Выбрать главу

Не следует забывать и то, что наше «существо» тоже находится в движении, следовательно, постоянно получает как существенные изменения верхней, фронтальной и «подножной» картинок, так и смену «личных» ощущений.

Прошу отметить, что этот анализ может дать представление об оценочно-ассоциативной работе мозга лишь во время простого движения на дистанции в пять метров.

Scilicet, описанная мною фактура существенно уступает в сложности и многообразии любым «житейско-бытовым» или экстремальным ситуациям: ухаживанию-спариванию, драке, обучению детенышей, обустройству логова, преследованию добычи, спасению от преследователя et cetera.

Puto, что говоря о работе «примитивного» врожденного разума, обеспечивающего элементарное выживание, мы говорим об обязательном «узнавании» и четкой дифференциации примерно тысячи предметных позиций, о нескольких тысячах связей меж ними и о сложно поддающихся подсчету количестве различных «понятных» явлений и (опять-таки) «знакомых» связей меж ними.

Ad verbum, подобное явление заметили еще И. Павлов и И. Сеченов: «Большими полушариями собаки постоянно производится в разнообразнейших степенях как анализирование, так и синтезирование падающих на них раздражителей, что можно и должно назвать элементарным, конкретным мышлением.

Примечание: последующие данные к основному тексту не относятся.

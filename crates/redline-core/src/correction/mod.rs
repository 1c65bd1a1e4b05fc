//! Deterministic remediation.
//!
//! Failing gates are fixed in two stages. The [`Sanitizer`] rewrites the
//! offending language in place; whatever still fails is mapped through the
//! [`DomainTaxonomy`] to a snippet from the [`SnippetRegistry`]. The
//! [`SynthesisEngine`] drives both inside a bounded re-evaluation loop.

mod domain;
mod sanitizer;
mod snippets;
mod synthesis;

pub use domain::{Domain, DomainBinding, DomainTaxonomy, Resolution};
pub use sanitizer::{
    RewriteDefinition, SanitizationAction, SanitizationResult, Sanitizer, SanitizerConfig,
    SanitizerRuleDefinition,
};
pub use snippets::{
    CorrectionPlan, SnippetAction, SnippetConfig, SnippetDefinition, SnippetRegistry,
};
pub use synthesis::{
    fingerprint, CorrectionConfig, CorrectionResult, Determinism, SynthesisEngine, Termination,
    UnresolvedGate, UnresolvedReason,
};

use crate::api::{CorrectionRequest, InputError};
use crate::engine::{GateEngine, ModuleEvaluator};

/// Validate a correction request and run it.
pub fn correct_request(
    engine: &GateEngine,
    request: &CorrectionRequest,
    config: CorrectionConfig,
) -> Result<CorrectionResult, InputError> {
    correct_request_with(engine, engine, request, config)
}

/// As [`correct_request`], re-evaluating through `evaluator`.
pub fn correct_request_with(
    engine: &GateEngine,
    evaluator: &dyn ModuleEvaluator,
    request: &CorrectionRequest,
    config: CorrectionConfig,
) -> Result<CorrectionResult, InputError> {
    request.validate()?;
    SynthesisEngine::with_evaluator(engine, evaluator, config).correct(
        &request.text,
        &request.document_type,
        request.modules.as_deref(),
        request.validation_results.as_ref(),
        request.advanced_options,
    )
}
//! Rule-pack parsing from YAML.
//!
//! A rule pack defines one module and its pattern gates. Packs are
//! validated against the rule-pack JSON Schema before they are
//! deserialised.

use std::sync::Arc;

use serde::{Deserialize, Serialize};

use super::schema::validate_rule_pack;
use super::CatalogError;
use crate::gate::PatternGate;
use crate::module::{Module, ModuleInfo};
use crate::types::Severity;

/// A labelled regex.
#[derive(Debug, Clone, PartialEq, Serialize, Deserialize)]
pub struct PatternDefinition {
    pub pattern: String,
    #[serde(default, skip_serializing_if = "Option::is_none")]
    pub label: Option<String>,
}

/// Outcome when none of the `require_any` patterns is found.
#[derive(Debug, Clone, Copy, Default, PartialEq, Eq, Serialize, Deserialize)]
#[serde(rename_all = "lowercase")]
pub enum MissingOutcome {
    #[default]
    Fail,
    Warning,
}

#[derive(Debug, Clone, Default, PartialEq, Serialize, Deserialize)]
pub struct GateMessages {
    #[serde(default, skip_serializing_if = "Option::is_none")]
    pub fail: Option<String>,
    #[serde(default, skip_serializing_if = "Option::is_none")]
    pub missing: Option<String>,
    #[serde(default, skip_serializing_if = "Option::is_none")]
    pub pass: Option<String>,
}

/// One gate as written in a rule pack.
#[derive(Debug, Clone, PartialEq, Serialize, Deserialize)]
pub struct GateDefinition {
    pub id: String,
    pub name: String,
    pub severity: Severity,
    #[serde(default, skip_serializing_if = "Option::is_none")]
    pub legal_source: Option<String>,
    #[serde(default, skip_serializing_if = "Option::is_none")]
    pub version: Option<String>,
    /// Document types the gate applies to. Empty means all.
    #[serde(default)]
    pub document_types: Vec<String>,
    /// Topic patterns. Empty means every document is in scope.
    #[serde(default)]
    pub relevance: Vec<String>,
    #[serde(default)]
    pub fail_if_any: Vec<PatternDefinition>,
    #[serde(default)]
    pub require_any: Vec<String>,
    #[serde(default)]
    pub missing_outcome: MissingOutcome,
    #[serde(default)]
    pub messages: GateMessages,
    #[serde(default, skip_serializing_if = "Option::is_none")]
    pub suggestion: Option<String>,
}

/// A module definition with its gates.
#[derive(Debug, Clone, PartialEq, Serialize, Deserialize)]
pub struct RulePack {
    pub module: ModuleInfo,
    pub gates: Vec<GateDefinition>,
}

impl RulePack {
    /// Parse and schema-validate a pack.
    pub fn from_yaml(yaml: &str) -> Result<Self, CatalogError> {
        let value: serde_json::Value = serde_yaml::from_str(yaml)?;
        validate_rule_pack(&value).map_err(|errors| CatalogError::Schema {
            source_name: value
                .pointer("/module/id")
                .and_then(|v| v.as_str())
                .unwrap_or("<unnamed pack>")
                .to_string(),
            errors,
        })?;
        Ok(serde_json::from_value(value)?)
    }

    /// Compile every gate and build the module.
    pub fn into_module(self) -> Result<Module, CatalogError> {
        let mut module = Module::new(self.module);
        for def in &self.gates {
            module.register(Arc::new(PatternGate::from_definition(def)?))?;
        }
        Ok(module)
    }
}

#[cfg(test)]
mod tests {
    use super::*;
    use crate::types::Status;

    const PACK: &str = r#"
module:
  id: demo
  name: Demo rules
  version: "1.2.0"
  reviewed: 2025-01-31
gates:
  - id: no_guarantees
    name: No guarantees
    severity: critical
    relevance: ['\binvest']
    fail_if_any:
      - { pattern: '\bguaranteed\b', label: guarantee }
  - id: risk_warning
    name: Risk warning
    severity: high
    relevance: ['\binvest']
    require_any: ['capital at risk']
    missing_outcome: warning
"#;

    #[test]
    fn test_pack_builds_module() {
        let module = RulePack::from_yaml(PACK).unwrap().into_module().unwrap();
        assert_eq!(module.id(), "demo");
        assert_eq!(module.version(), "1.2.0");
        assert_eq!(module.gate_ids(), vec!["no_guarantees", "risk_warning"]);
        assert_eq!(
            module.info().reviewed,
            chrono::NaiveDate::from_ymd_opt(2025, 1, 31)
        );

        let result = module.evaluate("Invest today for guaranteed gains", "general");
        assert_eq!(result.gates[0].result.status, Status::Fail);
        assert_eq!(result.gates[1].result.status, Status::Warning);
    }

    #[test]
    fn test_schema_rejects_bad_severity() {
        let bad = PACK.replace("severity: critical", "severity: catastrophic");
        let err = RulePack::from_yaml(&bad).unwrap_err();
        assert!(matches!(err, CatalogError::Schema { .. }));
    }

    #[test]
    fn test_schema_rejects_unknown_field() {
        let bad = PACK.replace(
            "    name: No guarantees",
            "    name: No guarantees\n    colour: red",
        );
        assert!(matches!(RulePack::from_yaml(&bad), Err(CatalogError::Schema { .. })));
    }

    #[test]
    fn test_duplicate_gate_id_rejected() {
        let bad = PACK.replace("id: risk_warning", "id: no_guarantees");
        let err = RulePack::from_yaml(&bad).unwrap().into_module().unwrap_err();
        assert!(matches!(err, CatalogError::DuplicateGate { .. }));
    }
}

Это мышление, таким образом, обусловливает совершенное приспособление, более тонкое уравновешивание организмом окружающей среды». (Павлов И. Двадцатилетний опыт объективного изучения высшей нервной деятельности (поведения) животных, 1952); «В узнавании есть... даже элементы рассудочности, настолько процесс напоминает собой умозаключительные акты» (Сеченов И. М. Элементы мысли, 1935).

Трудно предположить, что точная оценка столь значительного количества реалий может иметь какой-то другой механизм, кроме работы проекционных и ассоциативных зон коры, их успешной адресации к «базе сознания», хранящейся в гиппокампе, и безупречности связей как коры, так и «базы» с некой интегрирующей церебральной структурой, возможно, с ретикулярной формацией.

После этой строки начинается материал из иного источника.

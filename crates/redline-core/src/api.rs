//! Request shapes for the exposed operations and their validation.
//!
//! Requests are checked here, before anything reaches the engine. A
//! malformed request is the only user-visible failure of the core.

use std::fmt;

use serde::{Deserialize, Serialize};
use thiserror::Error;

use crate::types::ValidationReport;

/// Largest document accepted, in bytes.
pub const MAX_TEXT_BYTES: usize = 1_000_000;

/// Default document type when a request omits it.
pub const DEFAULT_DOCUMENT_TYPE: &str = "general";

/// A malformed request.
#[derive(Error, Debug, Clone, PartialEq, Eq)]
pub enum InputError {
    #[error("text must not be empty")]
    EmptyText,

    #[error("text is {len} bytes, the limit is {max}")]
    TextTooLarge { len: usize, max: usize },

    #[error("document_type must not be empty")]
    EmptyDocumentType,

    #[error("unknown module: {0}")]
    UnknownModule(String),

    #[error("prompt must not be empty")]
    EmptyPrompt,

    #[error("at least one provider spec is required")]
    NoProviders,

    #[error("provider spec {index} has no name")]
    UnnamedProvider { index: usize },

    #[error("malformed request: {0}")]
    Malformed(String),
}

fn default_document_type() -> String {
    DEFAULT_DOCUMENT_TYPE.to_string()
}

fn check_text(text: &str) -> Result<(), InputError> {
    if text.trim().is_empty() {
        return Err(InputError::EmptyText);
    }
    if text.len() > MAX_TEXT_BYTES {
        return Err(InputError::TextTooLarge {
            len: text.len(),
            max: MAX_TEXT_BYTES,
        });
    }
    Ok(())
}

fn check_document_type(document_type: &str) -> Result<(), InputError> {
    if document_type.trim().is_empty() {
        return Err(InputError::EmptyDocumentType);
    }
    Ok(())
}

/// `{text, document_type, modules}`. Omitted `modules` selects all.
#[derive(Debug, Clone, PartialEq, Serialize, Deserialize)]
pub struct EvaluationRequest {
    pub text: String,
    #[serde(default = "default_document_type")]
    pub document_type: String,
    #[serde(default, skip_serializing_if = "Option::is_none")]
    pub modules: Option<Vec<String>>,
}

impl EvaluationRequest {
    pub fn new(text: impl Into<String>) -> Self {
        Self {
            text: text.into(),
            document_type: default_document_type(),
            modules: None,
        }
    }

    pub fn validate(&self) -> Result<(), InputError> {
        check_text(&self.text)?;
        check_document_type(&self.document_type)
    }
}

#[derive(Debug, Clone, Copy, Default, PartialEq, Eq, Serialize, Deserialize)]
pub struct AdvancedOptions {
    /// Correct failures of all modules in one pass.
    #[serde(default)]
    pub multi_level: bool,
}

/// `{text, validation_results?, advanced_options?}`.
#[derive(Debug, Clone, PartialEq, Serialize, Deserialize)]
pub struct CorrectionRequest {
    pub text: String,
    #[serde(default = "default_document_type")]
    pub document_type: String,
    /// A prior report whose failures seed the first iteration.
    #[serde(default, skip_serializing_if = "Option::is_none")]
    pub validation_results: Option<ValidationReport>,
    #[serde(default)]
    pub advanced_options: AdvancedOptions,
    #[serde(default, skip_serializing_if = "Option::is_none")]
    pub modules: Option<Vec<String>>,
}

impl CorrectionRequest {
    pub fn new(text: impl Into<String>) -> Self {
        Self {
            text: text.into(),
            document_type: default_document_type(),
            validation_results: None,
            advanced_options: AdvancedOptions::default(),
            modules: None,
        }
    }

    pub fn validate(&self) -> Result<(), InputError> {
        check_text(&self.text)?;
        check_document_type(&self.document_type)
    }
}

/// One candidate generator.
#[derive(Clone, PartialEq, Serialize, Deserialize)]
pub struct ProviderSpec {
    /// Provider type, optionally with a model: `simulated`, `anthropic:claude-x`.
    pub name: String,
    /// Fixed response; forces the simulated provider.
    #[serde(default, skip_serializing_if = "Option::is_none")]
    pub simulated_response: Option<String>,
    #[serde(default, skip_serializing)]
    pub api_key: Option<String>,
    #[serde(default, skip_serializing_if = "Option::is_none")]
    pub max_tokens: Option<u32>,
}

impl ProviderSpec {
    pub fn simulated(name: impl Into<String>, response: impl Into<String>) -> Self {
        Self {
            name: name.into(),
            simulated_response: Some(response.into()),
            api_key: None,
            max_tokens: None,
        }
    }
}

impl fmt::Debug for ProviderSpec {
    fn fmt(&self, f: &mut fmt::Formatter<'_>) -> fmt::Result {
        f.debug_struct("ProviderSpec")
            .field("name", &self.name)
            .field("simulated_response", &self.simulated_response)
            .field("api_key", &self.api_key.as_ref().map(|_| "[REDACTED]"))
            .field("max_tokens", &self.max_tokens)
            .finish()
    }
}

/// `{prompt, provider_specs, modules}`.
#[derive(Debug, Clone, PartialEq, Serialize, Deserialize)]
pub struct MultiModelRequest {
    pub prompt: String,
    pub provider_specs: Vec<ProviderSpec>,
    #[serde(default, skip_serializing_if = "Option::is_none")]
    pub modules: Option<Vec<String>>,
    #[serde(default = "default_document_type")]
    pub document_type: String,
}

impl MultiModelRequest {
    pub fn validate(&self) -> Result<(), InputError> {
        if self.prompt.trim().is_empty() {
            return Err(InputError::EmptyPrompt);
        }
        if self.provider_specs.is_empty() {
            return Err(InputError::NoProviders);
        }
        if let Some(index) = self.provider_specs.iter().position(|s| s.name.trim().is_empty()) {
            return Err(InputError::UnnamedProvider { index });
        }
        check_document_type(&self.document_type)
    }
}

Здесь я обрисовал лишь ничтожно малую часть происходящего в головном мозге нашего архаичного «существа». Но даже эта малая часть дает представление об основном принципе и симфоничности его работы.

Е supra dicto ordiri, простейший разум, который есть врожденное и неизбежное свойство любого мозга, «примитивным» назвать будет очень сложно. (Хотя пафосность этого понятия несколько и страдает при его трезвой нейрофизиологической оценке.)

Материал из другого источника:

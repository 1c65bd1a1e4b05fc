//! # redline-runtime
//!
//! Async execution for Redline.
//!
//! `redline-core` is synchronous and deterministic. This crate adds:
//! - Parallel gate evaluation with per-gate timeouts and a report cache
//! - Correction on the blocking pool
//! - Multi-model aggregation: generate candidates from several providers,
//!   evaluate each, and select the lowest-risk one
//!
//! Only aggregation talks to external providers. Evaluation and
//! correction never do.
//!
//! ## Example
//!
//! ```rust,ignore
//! use std::sync::Arc;
//! use redline_runtime::{
//!     MultiModelAggregator, ProviderRegistry, RuntimeConfig, RuntimeOrchestrator,
//! };
//!
//! let runtime = Arc::new(RuntimeOrchestrator::builtin(RuntimeConfig::default())?);
//! let report = runtime.evaluate(&EvaluationRequest::new("Guaranteed returns!")).await?;
//!
//! let aggregator = MultiModelAggregator::new(runtime, ProviderRegistry::with_defaults());
//! let best = aggregator.aggregate(&request).await?;
//! ```

pub mod aggregator;
pub mod cache;
pub mod config;
pub mod orchestrator;
pub mod providers;
pub mod resilience;

pub use aggregator::{AggregationResult, CandidateResponse, MultiModelAggregator};
pub use cache::{CacheKey, ReportCache};
pub use config::{CacheConfig, ProviderSettings, RuntimeConfig};
pub use orchestrator::RuntimeOrchestrator;
pub use providers::{
    CandidateProvider, Generation, GenerationConfig, ProviderError, ProviderFactory,
    ProviderRegistry,
};
pub use resilience::{CircuitBreaker, CircuitBreakerConfig, CircuitState};

use thiserror::Error;

use redline_core::{CatalogError, InputError};

/// Errors from the runtime.
#[derive(Error, Debug)]
pub enum RuntimeError {
    #[error("Invalid request: {0}")]
    Input(#[from] InputError),

    #[error("Catalog error: {0}")]
    Catalog(#[from] CatalogError),

    #[error("Invalid runtime config: {0}")]
    Config(String),

    #[error("Failed to parse runtime config: {0}")]
    ConfigParse(#[from] serde_yaml::Error),

    #[error("Failed to read {path}: {source}")]
    Io {
        path: String,
        #[source]
        source: std::io::Error,
    },

    #[error("Background task failed: {0}")]
    Task(String),
}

Более того, вновь становится почти неизбежным вывод о том, что «мышление» не является никакой принципиальной новацией, что это лишь укрупнение, расширение и обогащение древнейшей функции мозга, происшедшее благодаря изобретению речи, т.е. номинативной системы.

Тут, разумеется, возникает множество вопросов.

И первый вопрос — почему именно homo оказался изобретателем и обладателем этого (возможно) выигрышного «лотерейного билета» (номинативной системы), а не другое млекопитающее животное? Этот вопрос, в известной степени, любопытен, но не является первоочередным. (Следует помнить о микроскопичности как самого фактора «homo», так и его интеллекта в истории развития мозга позвоночных.)

Гораздо важнее определиться с тем, а кому, собственно (в границах любого организма), «принадлежат» все эти ощущения, знания, агрессии и другие инструменты приспособления к реальности и влияния на нее, включая и простейший «базовый» разум?

Кто «хозяин» и «пользователь» всего этого?

«Кто» эта точка организма, концентрирующая в себе часть эффекта могучей электрохимии мозга и использующая ее как руководство к внешнему поведению? И не является ли эта «точка» просто химерой академической нейрофизиологии?